The Supreme Court disagreed with the government. The Spencer ruling found such requests to be unconstitutional, and law enforcement agencies must obtain a warrant from now on. The decision undermined the immunities offered by C-13 and S-4.

It is reassuring that the separation of powers intrinsic to a free country allow for the courts to halt the unconstitutional practices and legislation of a majority government. It would be better still if it did not take a(n alleged) child pornography enthusiast with a good lawyer to force the courts to defend the freedom from unreasonable searches; a principle intrinsic to any free country, and older than this one.

The Case of the New Prostitution Legislation

Not all conflicts between legislation and the constitutional rights they tread upon are resolved as quickly as the Spencer ruling addressed the warrantless access provisions of C-13 and S-4.

Recently, new laws on prostitution have been put forward by the government, after the Supreme Court mandated reforms in 2013, declaring that laws on the books were unconstitutional because they put the lives of sex workers at risk. The Harper government responded with legislation based on the “Nordic model”, which focuses on the prohibition of the purchasing of sex, as opposed to the sale.

Any law based on the practices of our taller and more socially progressive Viking friends certainly sounds like a good idea, except that the Nordic model has proven ineffective at regulating the sex trade, and has put sex workers in further peril, which defies the reasoning behind the court’s mandate.

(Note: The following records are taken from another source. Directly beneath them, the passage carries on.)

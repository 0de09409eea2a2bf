use serde::Deserialize;
use ts_rs::TS;

use super::entities::TeacherStatus;
use crate::models::common::PaginationQuery;

#[derive(Debug, Deserialize, TS)]
#[ts(export, export_to = "../frontend/src/types/generated/teacher.ts")]
pub struct TeacherQueryParams {
    #[serde(flatten)]
    #[ts(flatten)]
    pub pagination: PaginationQuery,
    pub search: Option<String>,
    pub status: Option<TeacherStatus>,
}

// 创建教师请求，提供 password 时同时创建教师登录账号
#[derive(Debug, Clone, Deserialize, TS)]
#[ts(export, export_to = "../frontend/src/types/generated/teacher.ts")]
pub struct CreateTeacherRequest {
    pub name: String,
    pub email: String,
    pub phone: Option<String>,
    pub specialization: Option<String>,
    pub status: Option<TeacherStatus>,
    #[ts(optional)]
    pub password: Option<String>,
}

#[derive(Debug, Clone, Default, Deserialize, TS)]
#[ts(export, export_to = "../frontend/src/types/generated/teacher.ts")]
pub struct UpdateTeacherRequest {
    pub name: Option<String>,
    pub email: Option<String>,
    pub phone: Option<String>,
    pub specialization: Option<String>,
    pub status: Option<TeacherStatus>,
}
use actix_web::{HttpRequest, HttpResponse, Result as ActixResult};

use super::TeacherService;
use crate::models::{ApiResponse, ErrorCode, teachers::requests::UpdateTeacherRequest};
use crate::services::{bad_request, error_response, not_found};
use crate::utils::validate::{validate_email, validate_person_name};

pub async fn update_teacher(
    service: &TeacherService,
    request: &HttpRequest,
    id: i64,
    mut body: UpdateTeacherRequest,
) -> ActixResult<HttpResponse> {
    if let Some(name) = body.name.as_mut() {
        *name = name.trim().to_string();
        if let Err(msg) = validate_person_name(name) {
            return Ok(bad_request(ErrorCode::UserNameInvalid, msg));
        }
    }
    if let Some(email) = body.email.as_mut() {
        *email = email.trim().to_lowercase();
        if let Err(msg) = validate_email(email) {
            return Ok(bad_request(ErrorCode::UserEmailInvalid, msg));
        }
    }

    let storage = service.get_storage(request);
    match storage.update_teacher(id, body).await {
        Ok(Some(teacher)) => Ok(HttpResponse::Ok().json(ApiResponse::success(
            teacher,
            "Teacher updated successfully",
        ))),
        Ok(None) => Ok(not_found(ErrorCode::TeacherNotFound, "Teacher not found")),
        Err(e) => Ok(error_response(&e, "Failed to update teacher")),
    }
}
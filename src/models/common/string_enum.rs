/// 定义以字符串标签存储的枚举
///
/// 生成 serde 标签、`as_str()`、`Display` 与 `FromStr`，存储层按标签读写。
#[macro_export]
macro_rules! define_string_enum {
    (
        $(#[$meta:meta])*
        $vis:vis enum $name:ident {
            $($variant:ident => $tag:literal),* $(,)?
        }
    ) => {
        #[derive(
            Debug, Clone, Copy, PartialEq, Eq, Hash,
            serde::Serialize, serde::Deserialize, ts_rs::TS,
        )]
        $(#[$meta])*
        $vis enum $name {
            $(
                #[serde(rename = $tag)]
                $variant,
            )*
        }

        impl $name {
            pub const ALL: &'static [$name] = &[$($name::$variant),*];

            pub fn as_str(&self) -> &'static str {
                match self {
                    $($name::$variant => $tag,)*
                }
            }
        }

        impl std::fmt::Display for $name {
            fn fmt(&self, f: &mut std::fmt::Formatter<'_>) -> std::fmt::Result {
                f.write_str(self.as_str())
            }
        }

        impl std::str::FromStr for $name {
            type Err = String;

            fn from_str(s: &str) -> ::std::result::Result<Self, Self::Err> {
                match s {
                    $($tag => Ok($name::$variant),)*
                    _ => Err(format!(concat!("Invalid ", stringify!($name), ": {}"), s)),
                }
            }
        }
    };
}
//! API 与存储层共享的数据模型

pub mod assignments;
pub mod attendance;
pub mod auth;
pub mod classes;
pub mod common;
pub mod dashboard;
pub mod enrollments;
pub mod grades;
pub mod navigation;
pub mod observations;
pub mod students;
pub mod subjects;
pub mod teachers;
pub mod users;

pub use common::{ApiResponse, ErrorCode, PaginatedResponse, PaginationInfo, PaginationQuery};

/// 程序启动时间
#[derive(Debug, Clone)]
pub struct AppStartTime {
    pub start_datetime: chrono::DateTime<chrono::Utc>,
}
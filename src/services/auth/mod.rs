pub mod login;
pub mod logout;
pub mod token;

use actix_web::{HttpRequest, HttpResponse, Result as ActixResult};
use std::sync::Arc;

use crate::cache::ObjectCache;
use crate::config::AppConfig;
use crate::models::auth::LoginRequest;

super::lazy_service!(AuthService);

impl AuthService {
    pub(crate) fn get_config(&self) -> &AppConfig {
        AppConfig::get()
    }

    pub(crate) fn get_cache(&self, request: &HttpRequest) -> Arc<dyn ObjectCache> {
        request
            .app_data::<actix_web::web::Data<Arc<dyn ObjectCache>>>()
            .expect("Cache not found in app data")
            .get_ref()
            .clone()
    }

    // 登录验证
    pub async fn login(
        &self,
        login_request: LoginRequest,
        request: &HttpRequest,
    ) -> ActixResult<HttpResponse> {
        login::handle_login(self, login_request, request).await
    }

    // 刷新令牌
    pub async fn refresh_token(&self, request: &HttpRequest) -> ActixResult<HttpResponse> {
        token::handle_refresh_token(self, request).await
    }

    // 当前身份
    pub async fn me(&self, request: &HttpRequest) -> ActixResult<HttpResponse> {
        token::handle_me(request).await
    }

    // 登出并吊销 access token
    pub async fn logout(&self, request: &HttpRequest) -> ActixResult<HttpResponse> {
        logout::handle_logout(self, request).await
    }
}
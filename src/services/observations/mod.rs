pub mod create;
pub mod delete;
pub mod list;
pub mod update;

use actix_web::{HttpRequest, HttpResponse, Result as ActixResult};
use std::sync::Arc;

use crate::models::{
    ErrorCode,
    observations::{
        CreateObservationRequest, Observation, ObservationQuery, UpdateObservationRequest,
    },
};
use crate::services::{Actor, error_response, forbidden, not_found};
use crate::storage::Storage;

super::lazy_service!(ObservationService);

/// 评语正文上限（字符）
pub(crate) const MAX_CONTENT_CHARS: usize = 2000;

impl ObservationService {
    pub async fn create(
        &self,
        request: &HttpRequest,
        body: CreateObservationRequest,
    ) -> ActixResult<HttpResponse> {
        create::create_observation(self, request, body).await
    }

    pub async fn list(
        &self,
        request: &HttpRequest,
        query: ObservationQuery,
    ) -> ActixResult<HttpResponse> {
        list::list_observations(self, request, query).await
    }

    pub async fn update(
        &self,
        request: &HttpRequest,
        id: i64,
        body: UpdateObservationRequest,
    ) -> ActixResult<HttpResponse> {
        update::update_observation(self, request, id, body).await
    }

    pub async fn delete(&self, request: &HttpRequest, id: i64) -> ActixResult<HttpResponse> {
        delete::delete_observation(self, request, id).await
    }
}

/// 校验评语正文，返回去除首尾空白后的内容
pub(crate) fn validate_content(content: &str) -> Result<String, &'static str> {
    let trimmed = content.trim();
    if trimmed.is_empty() {
        return Err("Observation content cannot be empty");
    }
    if trimmed.chars().count() > MAX_CONTENT_CHARS {
        return Err("Observation content is too long");
    }
    Ok(trimmed.to_string())
}

/// 加载评语并确认调用者是作者（管理员可删除任意评语）
pub(crate) async fn load_own_observation(
    storage: &Arc<dyn Storage>,
    actor: &Actor,
    id: i64,
    admin_allowed: bool,
) -> Result<Observation, HttpResponse> {
    let observation = match storage.get_observation_by_id(id).await {
        Ok(Some(o)) => o,
        Ok(None) => {
            return Err(not_found(
                ErrorCode::ObservationNotFound,
                "Observation not found",
            ));
        }
        Err(e) => return Err(error_response(&e, "Failed to load observation")),
    };

    match actor {
        Actor::Admin(_) if admin_allowed => Ok(observation),
        Actor::Teacher(_, teacher) if teacher.id == observation.teacher_id => Ok(observation),
        _ => Err(forbidden(
            ErrorCode::ObservationPermissionDenied,
            "Only the author can change this observation",
        )),
    }
}

#[cfg(test)]
mod tests {
    use super::*;

    #[test]
    fn content_is_trimmed_and_bounded() {
        assert_eq!(validate_content("  Participates well. ").unwrap(), "Participates well.");
        assert!(validate_content("   ").is_err());
        assert!(validate_content(&"a".repeat(MAX_CONTENT_CHARS + 1)).is_err());
        assert!(validate_content(&"a".repeat(MAX_CONTENT_CHARS)).is_ok());
    }
}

And the courts may say so, sometime in the future, but for that we will likely have to wait for the legislation to pass, and for individual cases to make their way up to the Supreme Court again, before it can overrule the law.


Stephen Harper Is Not The Problem

None of which is to say that the Harper government has done anything necessarily wrong here. An election was held, a majority government formed, and it is their right to formulate their own legal interpretations, legislate accordingly, and have their bills tested by the courts, be it the Supreme Court or the court of public opinion.

Despite the flaws with C-13, S-4, or the prostitution bill, Stephen Harper is not the problem.

The problem is not that a party with the majority of seats in Parliament considers itself to have a mandate to legislate in the way it sees fit. When the majority of eligible voters cast their ballots in 2011, the stakes were known, the possible outcomes clearly defined. The problem is that a party with a minority of the popular vote is given such a mandate.

To a certain extent, the ‘dictatorship of the majority,’ the power of the many over that of the few, is a flaw built into any democracy. But an electoral system where governing parties are determined by who has the most MPs, and where the votes of millions of Canadians who supported losing local candidates are made irrelevant, we end up with the power of the many over that of the most.